In front of an emotional crowd in his adopted hometown of Chicago, the 44th President of the United States cited its first. Quoting George Washington’s own farewell speech, Obama said Americans should reject “the first dawning of every attempt to alienate any portion of our country from the rest or to enfeeble the sacred ties” that make the country one. His message–that such a dawn is breaking at this very moment–was clear. When Obama was elected in 2008, social media was still young. Now it has become the fault line along which political discourse fractures, making the country’s commonly held ideals–and commonly enjoyed successes–all too easy to overlook.
In many ways, Obama is leaving the country more whole than it was when he was elected in 2008 during the throes of the Great Recession. The unemployment rate has fallen to 4.7 percent and the country has added 15.8 million jobs since 2010.
But in other ways, as the 2016 election and its aftermath have shown, the country has rarely seemed more broken. Surveys show just how politically polarized the country has become since 2004 when Obama, still a state senator from Illinois at the time, made a name for himself on stage at the Democratic National Convention. In his speech tonight, Obama made no effort to mask that sense of division, and he took no credit for bridging the ideological gaps that still divide the country. Instead, he urged Americans to embrace civil discourse over tribalism and escape the social media echo chambers that help keep citizens apart.
“The rise of naked partisanship, increasing economic and regional stratification, the splintering of our media into a channel for every taste–all this makes this great sorting seem natural, even inevitable,” Obama said.
“And increasingly, we become so secure in our bubbles that we accept only information, whether true or not, that fits our opinions, instead of basing our opinions on the evidence that’s out there.”
The president’s speech was not merely a rote call for unity.
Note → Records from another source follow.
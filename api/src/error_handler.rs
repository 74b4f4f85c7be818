use axum::{
    Json,
    http::StatusCode,
    response::{IntoResponse, Response},
};
use llm_service::LlmError;
use rag_orchestrator::{PipelineError, UserMessage};
use serde::Serialize;
use thiserror::Error;
use tracing::debug;
use vector_search::VectorSearchError;

use crate::core::settings::SettingsError;

/// Public application error type.
///
/// Request errors carry only customer-safe text; internal detail is logged
/// where it happens and never placed in a response body.
#[derive(Debug, Error)]
pub enum AppError {
    // --- Boot / config ---
    #[error(transparent)]
    Config(#[from] SettingsError),

    #[error("failed to bind listener")]
    Bind(#[source] std::io::Error),

    #[error("server error")]
    Server(#[source] std::io::Error),

    // --- Request / routing ---
    #[error("{0}")]
    BadRequest(String),

    #[error("not found")]
    NotFound,

    /// Clients failed to initialize at startup.
    #[error("{}", UserMessage::Initializing.as_str())]
    ServiceUnavailable,

    #[error("{}", UserMessage::RetrievalFailed.as_str())]
    RetrievalFailed,

    #[error("{}", UserMessage::GenerationFailed.as_str())]
    GenerationFailed,
}

impl AppError {
    fn status_code(&self) -> StatusCode {
        match self {
            // 4xx
            AppError::BadRequest(_) => StatusCode::BAD_REQUEST,
            AppError::NotFound => StatusCode::NOT_FOUND,

            // 5xx
            AppError::ServiceUnavailable => StatusCode::SERVICE_UNAVAILABLE,
            AppError::RetrievalFailed | AppError::GenerationFailed => {
                StatusCode::INTERNAL_SERVER_ERROR
            }
            AppError::Config(_) | AppError::Bind(_) | AppError::Server(_) => {
                StatusCode::INTERNAL_SERVER_ERROR
            } // startup-only
        }
    }

    fn error_code(&self) -> &'static str {
        match self {
            AppError::Config(_) => "CONFIG_ERROR",
            AppError::Bind(_) => "BIND_ERROR",
            AppError::Server(_) => "SERVER_ERROR",
            AppError::BadRequest(_) => "BAD_REQUEST",
            AppError::NotFound => "NOT_FOUND",
            AppError::ServiceUnavailable => "SERVICE_UNAVAILABLE",
            AppError::RetrievalFailed => "RETRIEVAL_FAILED",
            AppError::GenerationFailed => "GENERATION_FAILED",
        }
    }
}

#[derive(Serialize)]
struct ErrorBody<'a> {
    error: &'a str,
    message: String,
}

impl IntoResponse for AppError {
    fn into_response(self) -> Response {
        let status = self.status_code();
        let body = ErrorBody {
            error: self.error_code(),
            message: self.to_string(),
        };
        (status, Json(body)).into_response()
    }
}

/// Handy result alias used across handlers.
pub type AppResult<T> = Result<T, AppError>;

impl From<axum::extract::rejection::JsonRejection> for AppError {
    fn from(err: axum::extract::rejection::JsonRejection) -> Self {
        debug!(status = %err.status(), detail = %err.body_text(), "rejected chat payload");
        AppError::BadRequest(UserMessage::InvalidRequest.as_str().to_string())
    }
}

/// Internal detail was already logged by the pipeline; only the kind survives.
impl From<PipelineError> for AppError {
    fn from(err: PipelineError) -> Self {
        match err {
            PipelineError::EmptyQuestion => {
                AppError::BadRequest(UserMessage::EmptyQuestion.as_str().to_string())
            }
            PipelineError::Retrieval(_) => AppError::RetrievalFailed,
            PipelineError::Generation(_) => AppError::GenerationFailed,
        }
    }
}

/// Why the RAG clients could not be built at startup.
#[derive(Debug, Error)]
pub enum InitError {
    #[error("vector search: {0}")]
    VectorSearch(#[from] VectorSearchError),

    #[error("llm: {0}")]
    Llm(#[from] LlmError),

    #[error("orchestrator: {0}")]
    Orchestrator(#[from] rag_orchestrator::ConfigError),
}
//! Unified error handling for `llm-service`.
//!
//! This module exposes a single top-level error type [`LlmError`] for the whole
//! library, and groups domain-specific errors in nested types ([`ConfigError`],
//! [`ProviderError`]). Small helpers for reading/validating environment variables are
//! provided and return the unified [`Result<T>`] alias.
//!
//! All messages include the suffix `[LLM Service]` to simplify attribution in logs.

use reqwest::StatusCode;
use services::retry::{Transient, is_retryable_status, is_retryable_transport};
use thiserror::Error;

/* ------------------------------------------------------------------------- */
/* Public result alias                                                       */
/* ------------------------------------------------------------------------- */

/// Unified result alias for the entire crate.
pub type Result<T> = std::result::Result<T, LlmError>;

/* ------------------------------------------------------------------------- */
/* Top-level error                                                           */
/* ------------------------------------------------------------------------- */

/// Top-level error for the `llm-service` crate.
#[non_exhaustive]
#[derive(Debug, Error)]
pub enum LlmError {
    /// Configuration/validation errors (startup/readiness).
    #[error(transparent)]
    Config(#[from] ConfigError),

    /// The serving endpoint answered, but not with something usable.
    #[error(transparent)]
    Provider(#[from] ProviderError),

    /// Underlying HTTP transport error (e.g., `reqwest::Error`).
    #[error("[LLM Service] transport error: {0}")]
    HttpTransport(#[from] reqwest::Error),
}

impl Transient for LlmError {
    fn is_transient(&self) -> bool {
        match self {
            LlmError::HttpTransport(e) => is_retryable_transport(e),
            LlmError::Provider(ProviderError::HttpStatus(http)) => {
                is_retryable_status(http.status)
            }
            _ => false,
        }
    }
}

/* ------------------------------------------------------------------------- */
/* Config errors                                                             */
/* ------------------------------------------------------------------------- */

/// Error enum for environment/config-driven setup.
#[non_exhaustive]
#[derive(Debug, Error)]
pub enum ConfigError {
    /// Required environment variable is missing or empty.
    #[error("[LLM Service] missing required environment variable: {0}")]
    MissingVar(&'static str),

    /// A number failed to parse (like limits, timeouts).
    #[error("[LLM Service] invalid number in {var}: {reason}")]
    InvalidNumber {
        /// Variable name (e.g., `LLM_MAX_TOKENS`).
        var: &'static str,
        /// Human-readable reason (e.g., `expected u32`).
        reason: &'static str,
    },

    /// Value had the wrong format (e.g., invalid URL).
    #[error("[LLM Service] invalid format in {var}: {reason}")]
    InvalidFormat {
        /// Variable name (e.g., `DATABRICKS_HOST`).
        var: &'static str,
        /// Explanation (e.g., `must start with http:// or https://`).
        reason: &'static str,
    },

    /// A numeric field was outside of the allowed range.
    #[error("[LLM Service] {field} is out of range: {detail}")]
    OutOfRange {
        /// Field name (e.g., `temperature`).
        field: &'static str,
        /// Description of the expected range.
        detail: &'static str,
    },

    /// Model name was empty or invalid.
    #[error("[LLM Service] model name must not be empty")]
    EmptyModel,
}

/* ------------------------------------------------------------------------- */
/* Provider errors                                                           */
/* ------------------------------------------------------------------------- */

/// Non-success HTTP status with a short body excerpt.
#[derive(Debug)]
pub struct HttpError {
    /// Numeric HTTP status code.
    pub status: StatusCode,
    /// Request URL.
    pub url: String,
    /// Short snippet of the response body (trimmed).
    pub snippet: String,
}

/// Errors reported by the serving endpoint or while decoding its payload.
#[non_exhaustive]
#[derive(Debug, Error)]
pub enum ProviderError {
    /// Upstream returned a non-successful HTTP status.
    #[error("[LLM Service] HTTP {} from {}: {}", .0.status, .0.url, .0.snippet)]
    HttpStatus(HttpError),

    /// Response payload could not be decoded as expected.
    #[error("[LLM Service] decode error: {0}")]
    Decode(String),

    /// The completion had no choices or no message content.
    #[error("[LLM Service] response contained no message content")]
    EmptyChoices,

    /// Endpoint is empty or not an http(s) URL.
    #[error("[LLM Service] invalid endpoint: {0}")]
    InvalidEndpoint(String),

    /// Bearer token is missing.
    #[error("[LLM Service] missing API token")]
    MissingApiKey,
}

/// Max characters kept from an upstream body in errors and logs.
const SNIPPET_MAX_CHARS: usize = 240;

/// Collapses whitespace and clamps an upstream body for error messages.
pub fn make_snippet(body: &str) -> String {
    let flat = body.split_whitespace().collect::<Vec<_>>().join(" ");
    if flat.chars().count() <= SNIPPET_MAX_CHARS {
        flat
    } else {
        let mut s: String = flat.chars().take(SNIPPET_MAX_CHARS).collect();
        s.push('…');
        s
    }
}

/* ------------------------------------------------------------------------- */
/* Env helpers (return unified `Result<T>`)                                  */
/* ------------------------------------------------------------------------- */

/// Fetches a required, non-empty environment variable.
///
/// # Errors
/// Returns [`LlmError::Config`] with [`ConfigError::MissingVar`] if the
/// variable is absent or empty.
pub fn must_env(name: &'static str) -> Result<String> {
    match std::env::var(name) {
        Ok(v) if !v.trim().is_empty() => Ok(v.trim().to_string()),
        _ => Err(ConfigError::MissingVar(name).into()),
    }
}

/// Parses an optional `u32` from env (`Ok(None)` if unset/empty).
pub fn env_opt_u32(name: &'static str) -> Result<Option<u32>> {
    match std::env::var(name) {
        Ok(v) if !v.trim().is_empty() => v.trim().parse::<u32>().map(Some).map_err(|_| {
            LlmError::from(ConfigError::InvalidNumber {
                var: name,
                reason: "expected u32",
            })
        }),
        _ => Ok(None),
    }
}

/// Parses an optional `f32` from env (`Ok(None)` if unset/empty).
pub fn env_opt_f32(name: &'static str) -> Result<Option<f32>> {
    match std::env::var(name) {
        Ok(v) if !v.trim().is_empty() => v.trim().parse::<f32>().map(Some).map_err(|_| {
            LlmError::from(ConfigError::InvalidNumber {
                var: name,
                reason: "expected floating point number",
            })
        }),
        _ => Ok(None),
    }
}

/* ------------------------------------------------------------------------- */
/* Validation helpers (return unified `Result<T>`)                           */
/* ------------------------------------------------------------------------- */

/// Validates that an HTTP endpoint starts with `http://` or `https://`.
pub fn validate_http_endpoint(var: &'static str, value: &str) -> Result<()> {
    if value.starts_with("http://") || value.starts_with("https://") {
        Ok(())
    } else {
        Err(ConfigError::InvalidFormat {
            var,
            reason: "must start with http:// or https://",
        }
        .into())
    }
}

/// Validates that a floating-point value lies within an inclusive range.
///
/// # Errors
/// Returns [`LlmError::Config`] with [`ConfigError::OutOfRange`] if `value`
/// is outside `[min, max]` or not finite.
pub fn validate_range_f32(field: &'static str, value: f32, min: f32, max: f32) -> Result<()> {
    if value.is_finite() && value >= min && value <= max {
        Ok(())
    } else {
        Err(ConfigError::OutOfRange {
            field,
            detail: "expected value in inclusive range",
        }
        .into())
    }
}

#[cfg(test)]
mod tests {
    use super::*;

    #[test]
    fn snippet_is_flattened_and_clamped() {
        assert_eq!(make_snippet("  a \n b\t c "), "a b c");
        let long = "x".repeat(1000);
        let s = make_snippet(&long);
        assert_eq!(s.chars().count(), SNIPPET_MAX_CHARS + 1);
        assert!(s.ends_with('…'));
    }

    #[test]
    fn endpoint_scheme_is_checked() {
        assert!(validate_http_endpoint("X", "https://example.com").is_ok());
        assert!(validate_http_endpoint("X", "example.com").is_err());
    }

    #[test]
    fn range_rejects_nan_and_out_of_bounds() {
        assert!(validate_range_f32("t", 0.7, 0.0, 2.0).is_ok());
        assert!(validate_range_f32("t", 2.5, 0.0, 2.0).is_err());
        assert!(validate_range_f32("t", f32::NAN, 0.0, 2.0).is_err());
    }

    #[test]
    fn only_server_side_statuses_are_transient() {
        let busy = LlmError::from(ProviderError::HttpStatus(HttpError {
            status: StatusCode::SERVICE_UNAVAILABLE,
            url: "u".into(),
            snippet: String::new(),
        }));
        let denied = LlmError::from(ProviderError::HttpStatus(HttpError {
            status: StatusCode::FORBIDDEN,
            url: "u".into(),
            snippet: String::new(),
        }));
        assert!(busy.is_transient());
        assert!(!denied.is_transient());
        assert!(!LlmError::from(ProviderError::EmptyChoices).is_transient());
    }
}
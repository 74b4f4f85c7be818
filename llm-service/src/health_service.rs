//! Health probe for the chat serving endpoint.
//!
//! The probe sends a tiny completion (`max_tokens = 10`, `temperature = 0`)
//! with a fixed prompt in a single attempt, without retries. It is **resilient**: it never returns an error. Any
//! failure is converted to `HealthStatus { ok: false, message: ... }`, which
//! is convenient for a `/health` endpoint.

use std::time::Instant;

use serde::Serialize;
use tracing::{info, warn};

use crate::{chat::ChatMessage, services::chat_service::ChatService};

const PROBE_SYSTEM: &str = "You are a helpful assistant.";
const PROBE_USER: &str = "Say 'OK' if you can read this.";
const PROBE_MAX_TOKENS: u32 = 10;

/// A serializable health snapshot for the chat endpoint.
#[derive(Debug, Clone, Serialize)]
pub struct HealthStatus {
    /// Model / serving endpoint that was probed.
    pub model: String,
    /// Overall health flag.
    pub ok: bool,
    /// Measured latency in milliseconds for the probe.
    pub latency_ms: u128,
    /// Short human-readable message with details.
    pub message: String,
}

/// Runs the probe against `svc`. Never fails.
pub async fn probe_chat(svc: &ChatService) -> HealthStatus {
    let started = Instant::now();
    let messages = [ChatMessage::system(PROBE_SYSTEM), ChatMessage::user(PROBE_USER)];

    match svc.complete_once(&messages, PROBE_MAX_TOKENS, 0.0).await {
        Ok(_) => {
            let status = HealthStatus {
                model: svc.model().to_string(),
                ok: true,
                latency_ms: started.elapsed().as_millis(),
                message: "serving endpoint answered".into(),
            };
            info!(
                model = %status.model,
                latency_ms = status.latency_ms as u64,
                "health probe completed"
            );
            status
        }
        Err(err) => {
            let status = HealthStatus {
                model: svc.model().to_string(),
                ok: false,
                latency_ms: started.elapsed().as_millis(),
                message: err.to_string(),
            };
            warn!(
                model = %status.model,
                latency_ms = status.latency_ms as u64,
                message = %status.message,
                "health probe failed"
            );
            status
        }
    }
}
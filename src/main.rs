use anyhow::Context;
use llm_service::telemetry;

#[tokio::main]
async fn main() -> anyhow::Result<()> {
    // `.env` is optional; the hosting platform usually injects variables.
    let dotenv = dotenvy::dotenv();

    telemetry::init(api::debug_flag()).context("install tracing subscriber")?;
    if let Err(e) = dotenv {
        tracing::debug!(error = %e, "no .env file loaded");
    }

    api::start().await.context("HTTP server failed")?;
    Ok(())
}
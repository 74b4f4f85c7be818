//! Scrapes the configured pages and writes chunk exports for the index.

use anyhow::Context;
use content_pipeline::{PipelineConfig, run_pipeline};
use llm_service::telemetry;
use tracing::info;

#[tokio::main]
async fn main() -> anyhow::Result<()> {
    let _ = dotenvy::dotenv();
    telemetry::init(api::debug_flag()).context("install tracing subscriber")?;

    let cfg = PipelineConfig::from_env()?;
    let persisted = run_pipeline(&cfg).await?;

    let counts = &persisted.summary.counts;
    info!(
        out_dir = %persisted.out_dir,
        pages = counts.pages_total,
        failed = counts.pages_failed,
        documents = counts.documents_kept,
        chunks = counts.chunks,
        "ingest finished"
    );
    Ok(())
}
use rag_orchestrator::{Answer, AnswerMetadata, ConversationTurn, Source, UserMessage};
use serde::{Deserialize, Serialize};

use crate::error_handler::AppError;

pub const MAX_QUESTION_CHARS: usize = 1000;
pub const TOP_K_RANGE: std::ops::RangeInclusive<i64> = 1..=10;

/// Request payload for POST /api/chat.
#[derive(Debug, Deserialize)]
pub struct ChatRequest {
    /// Customer question, 1 to 1000 characters.
    pub question: String,
    /// Earlier messages, oldest first.
    #[serde(default)]
    pub conversation_history: Vec<ConversationTurn>,
    /// Records to retrieve, 1 to 10. Omitted uses the configured default.
    #[serde(default)]
    pub top_k: Option<i64>,
}

impl ChatRequest {
    /// Checks the payload and returns the trimmed question and `top_k`.
    pub fn validate(&self) -> Result<(&str, Option<usize>), AppError> {
        let question = self.question.trim();
        if question.is_empty() {
            return Err(AppError::BadRequest(
                UserMessage::EmptyQuestion.as_str().to_string(),
            ));
        }
        if self.question.chars().count() > MAX_QUESTION_CHARS {
            return Err(AppError::BadRequest(format!(
                "Question must be at most {MAX_QUESTION_CHARS} characters"
            )));
        }
        let top_k = match self.top_k {
            None => None,
            Some(k) if TOP_K_RANGE.contains(&k) => Some(k as usize),
            Some(k) => {
                return Err(AppError::BadRequest(format!(
                    "top_k must be between {} and {}, got {k}",
                    TOP_K_RANGE.start(),
                    TOP_K_RANGE.end()
                )));
            }
        };
        Ok((question, top_k))
    }
}

/// Response payload for POST /api/chat.
#[derive(Debug, Serialize)]
pub struct ChatResponse {
    pub answer: String,
    pub sources: Vec<Source>,
    pub metadata: AnswerMetadata,
}

impl From<Answer> for ChatResponse {
    fn from(a: Answer) -> Self {
        Self {
            answer: a.text,
            sources: a.sources,
            metadata: a.metadata,
        }
    }
}

#[cfg(test)]
mod tests {
    use super::*;

    fn req(question: &str, top_k: Option<i64>) -> ChatRequest {
        ChatRequest {
            question: question.into(),
            conversation_history: Vec::new(),
            top_k,
        }
    }

    #[test]
    fn trims_question_and_passes_top_k() {
        let r = req("  How do I pay?  ", Some(4));
        assert_eq!(r.validate().unwrap(), ("How do I pay?", Some(4)));
    }

    #[test]
    fn rejects_blank_and_oversized_questions() {
        assert!(req(" \t", None).validate().is_err());
        assert!(req(&"a".repeat(1001), None).validate().is_err());
        assert!(req(&"a".repeat(1000), None).validate().is_ok());
    }

    #[test]
    fn rejects_top_k_out_of_range() {
        for k in [0, -1, 11] {
            assert!(req("q", Some(k)).validate().is_err(), "k = {k}");
        }
        assert!(req("q", Some(10)).validate().is_ok());
    }
}
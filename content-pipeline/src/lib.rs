//! Content pipeline for the support assistant's vector index.
//!
//! Fetches the retailer's key pages, strips page chrome, splits the text into
//! overlapping word windows and writes the chunks as JSONL for ingestion.
//!
//! Entry point: [`run::run_pipeline`]. The chunker is usable on its own via
//! [`ChunkingConfig`].

pub mod config;
pub mod core;
pub mod export;
pub mod model;
pub mod run;
pub mod scrape;

pub use crate::config::model::PipelineConfig;
pub use crate::core::chunking::{ChunkingConfig, ChunkingError, chunk, chunk_document};
pub use crate::model::document::{Chunk, Document, Section};
pub use crate::run::run_pipeline;
//! HTTP-layer settings read from the environment.

use thiserror::Error;

pub const DEFAULT_APP_NAME: &str = "Alinta Energy Assistant";
pub const DEFAULT_ADDRESS: &str = "0.0.0.0:8000";

#[derive(Debug, Error)]
pub enum SettingsError {
    #[error("PORT must be a number between 1 and 65535, got '{0}'")]
    InvalidPort(String),
}

/// Service identity, bind address and CORS policy.
#[derive(Clone, Debug, PartialEq, Eq)]
pub struct Settings {
    pub app_name: String,
    pub app_version: String,
    /// `host:port` to bind.
    pub address: String,
    /// Allowed origins; `*` allows any.
    pub cors_origins: Vec<String>,
    pub debug: bool,
}

impl Default for Settings {
    fn default() -> Self {
        Self {
            app_name: DEFAULT_APP_NAME.to_string(),
            app_version: env!("CARGO_PKG_VERSION").to_string(),
            address: DEFAULT_ADDRESS.to_string(),
            cors_origins: vec!["*".to_string()],
            debug: false,
        }
    }
}

impl Settings {
    /// - `APP_NAME`, `APP_VERSION`
    /// - `API_ADDRESS` (full `host:port`), else `PORT` on `0.0.0.0`, else `0.0.0.0:8000`
    /// - `CORS_ORIGINS` (comma-separated, default `*`)
    /// - `DEBUG` (`true` / `1`)
    pub fn from_env() -> Result<Self, SettingsError> {
        let dflt = Settings::default();

        let address = match (non_empty("API_ADDRESS"), non_empty("PORT")) {
            (Some(addr), _) => addr,
            (None, Some(port)) => {
                let p: u16 = port
                    .parse()
                    .ok()
                    .filter(|p| *p > 0)
                    .ok_or_else(|| SettingsError::InvalidPort(port.clone()))?;
                format!("0.0.0.0:{p}")
            }
            (None, None) => dflt.address,
        };

        let cors_origins = non_empty("CORS_ORIGINS")
            .map(|v| parse_origins(&v))
            .filter(|v| !v.is_empty())
            .unwrap_or(dflt.cors_origins);

        Ok(Self {
            app_name: non_empty("APP_NAME").unwrap_or(dflt.app_name),
            app_version: non_empty("APP_VERSION").unwrap_or(dflt.app_version),
            address,
            cors_origins,
            debug: debug_flag(),
        })
    }

    pub fn allows_any_origin(&self) -> bool {
        self.cors_origins.iter().any(|o| o == "*")
    }
}

/// `DEBUG=true` or `DEBUG=1`.
pub fn debug_flag() -> bool {
    non_empty("DEBUG")
        .map(|v| matches!(v.to_ascii_lowercase().as_str(), "true" | "1"))
        .unwrap_or(false)
}

fn parse_origins(raw: &str) -> Vec<String> {
    raw.split(',')
        .map(str::trim)
        .filter(|s| !s.is_empty())
        .map(str::to_string)
        .collect()
}

fn non_empty(key: &str) -> Option<String> {
    std::env::var(key)
        .ok()
        .map(|v| v.trim().to_string())
        .filter(|v| !v.is_empty())
}

#[cfg(test)]
mod tests {
    use super::*;

    #[test]
    fn defaults_allow_any_origin() {
        let s = Settings::default();
        assert!(s.allows_any_origin());
        assert_eq!(s.address, "0.0.0.0:8000");
        assert_eq!(s.app_name, "Alinta Energy Assistant");
    }

    #[test]
    fn origins_are_split_and_trimmed() {
        assert_eq!(
            parse_origins(" https://a.example , ,http://localhost:5173"),
            vec!["https://a.example", "http://localhost:5173"]
        );
    }
}
//! Client for a hosted chat model exposed through an OpenAI-compatible
//! serving endpoint.
//!
//! - [`config`]: [`LlmModelConfig`] and the env-driven constructor.
//! - [`chat`]: message types and the tagged-union response content.
//! - [`services::chat_service`]: [`ChatService`], the HTTP client.
//! - [`health_service`]: cheap probe that never fails.
//! - [`telemetry`]: tracing subscriber used by the binaries.

pub mod chat;
pub mod config;
pub mod error_handler;
pub mod health_service;
pub mod services;
pub mod telemetry;

pub use chat::{ChatCompletion, ChatMessage, ChatRole, ContentBlock, GenerationMetadata, MessageContent};
pub use config::llm_model_config::LlmModelConfig;
pub use error_handler::{LlmError, Result};
pub use services::chat_service::ChatService;
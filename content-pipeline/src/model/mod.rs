pub mod document;
pub mod page;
It was a reminder to Americans that, as he put it, “the gains of our long journey to freedom are not assured,” and that when people undermine the freedom of the press, the freedom of religion, and basic scientific truths, they open themselves up to manipulation.
“It falls to each of us to be those anxious, jealous guardians of our democracy,” he said.
Obama barely mentioned president-elect Donald Trump during his address, but the president displayed an acute awareness of the tensions between political parties, races, and geographies that Trump’s victory has brought to the surface. As the first black president, Obama acknowledged that talk of a post-racial society was always unrealistic. “The effects of slavery and Jim Crow didn’t suddenly vanish in the `60s,” he said. At the same time, the president argued vigorously against pitting white middle class workers against minorities, as this most recent election did. When that happens, he said, “workers of all shades will be left fighting for scraps while the wealthy withdraw further into their private enclaves.”
Finally, the president called America’s young people to action, just as he did in his address following Trump’s win–and in his own victorious campaigns for president. The rising generation of new voters, he said, is more inclusive than the ones that have come before it. “You know that constant change has been America’s hallmark, something not to fear but to embrace,” he said. “You’ll soon outnumber any of us, and I believe as a result that the future is in good hands.”
For Obama, it was an optimistic end at a time when his supporters are anything but. Of course, as a candidate and as a president, Obama has always advocated for hope. Now comes the change.